Xi Jinping’s dream city ‘won’t succeed without market reforms’

Urban development expert warns that Xiongan will never be transformed into a hi-tech utopia if it is too reliant on state control

Chinese President Xi Jinping’s ambition to build a dream city in the country’s industrial heartland is unlikely to come true without more aggressive market-oriented reforms, a researcher affiliated with China’s state planner has warned.

The comments by Qiao Runling, an urban development expert at the National Development and Reform Commission, follows the pledge to transform the Xiongan New Area into the next business hub along the lines of Shanghai and Shenzhen.

Speaking at a forum held by financial news outlet Caixin last week, Qiao said the tight government control over the economy in the Beijing-Tianjin-Hebei region, which covers Xiongan, had become a barrier that would prevent Xi’s dream from coming true.

“The conditions there for private sector development are much worse than those in the Yangtze River Delta,” Qiao said. “How can Xiongan start to boom from this kind of soil? There has to be a big question mark.”

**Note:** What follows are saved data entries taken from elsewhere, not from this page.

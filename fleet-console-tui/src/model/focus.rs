//! 焦点面板

/// 当前焦点面板
#[derive(Debug, Clone, Copy, PartialEq, Eq, Default)]
pub enum FocusPanel {
    /// 搜索框
    Search,
    /// 列表表格
    #[default]
    Table,
}

impl FocusPanel {
    /// 切换焦点
    #[must_use]
    pub fn toggle(self) -> Self {
        match self {
            Self::Search => Self::Table,
            Self::Table => Self::Search,
        }
    }

    /// 焦点是否在搜索框
    #[must_use]
    pub fn is_search(self) -> bool {
        matches!(self, Self::Search)
    }

    /// 焦点是否在表格
    #[must_use]
    pub fn is_table(self) -> bool {
        matches!(self, Self::Table)
    }
}
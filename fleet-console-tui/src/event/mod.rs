//!
//! src/event/mod.rs
//! Event 层：事件处理
//!
//! 负责将键盘输入事件转换为 Message。
//!
//! 有模块结构：
//!     src/event/mod.rs
//!         mod handler;        // 事件处理器
//!         mod keymap;         // 快捷键映射
//!
//!         pub use handler::{handle_event , poll_event};
//!
//!     其中有：
//!         · poll_event      事件轮询，受 ~/app.rs 调用，
//!                           阻塞等待事件，最长等待 timeout
//!
//!         · handle_event    事件分发
//!             当接收到键盘事件时，转入 handle_key_event()
//!             判断：
//!                 - 有弹窗打开时，按当前弹窗类型分发处理
//!                 - 全局快捷键（退出 / 刷新 / 焦点切换），就地处理
//!                 - 焦点位于搜索框，调用 handle_search_keys 处理
//!                 - 焦点位于表格，调用 handle_table_keys 处理
//!
//! 弹窗键盘处理的常用映射：
//!     Esc / Ctrl+C → ModalMessage::Close
//!     Tab / ↓      → ModalMessage::NextField
//!     Shift+Tab / ↑ → ModalMessage::PrevField
//!     Enter        → ModalMessage::Confirm
//!     字符输入      → ModalMessage::Input(c)
//!     Backspace    → ModalMessage::Backspace

mod handler;
mod keymap;

pub use handler::{handle_event, poll_event};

The region has for decades been dominated by heavy industries like steel, leading to severe environmental problems.

But the Chinese leadership has decided that under a “thousand-year plan” Xiongan, located at the centre of the region, will have an economy driven by hi-tech and green industries, such as biopharmaceuticals and electronics.

The grand plan has been subjected to little critical scrutiny from Chinese officials or academics since Xi offered his personal approval in April. He said the city would be “a historical legacy left by this generation of Chinese communists”.

Qiao is one of the few who have publicly questioned the feasibility of building a new growth engine in an area with a weak private sector.

Qiao said that in the area around China’s political centre, local economies were still largely directed by higher authorities and top-down policies, a tradition that had stymied private entrepreneurship.

Fewer than 50 of China’s largest private companies were located in the Beijing-Tianjin-Hebei region, compared with more than 100 in Zhejiang, a Yangtze River Delta province known for its myriad small businesses, the researcher said.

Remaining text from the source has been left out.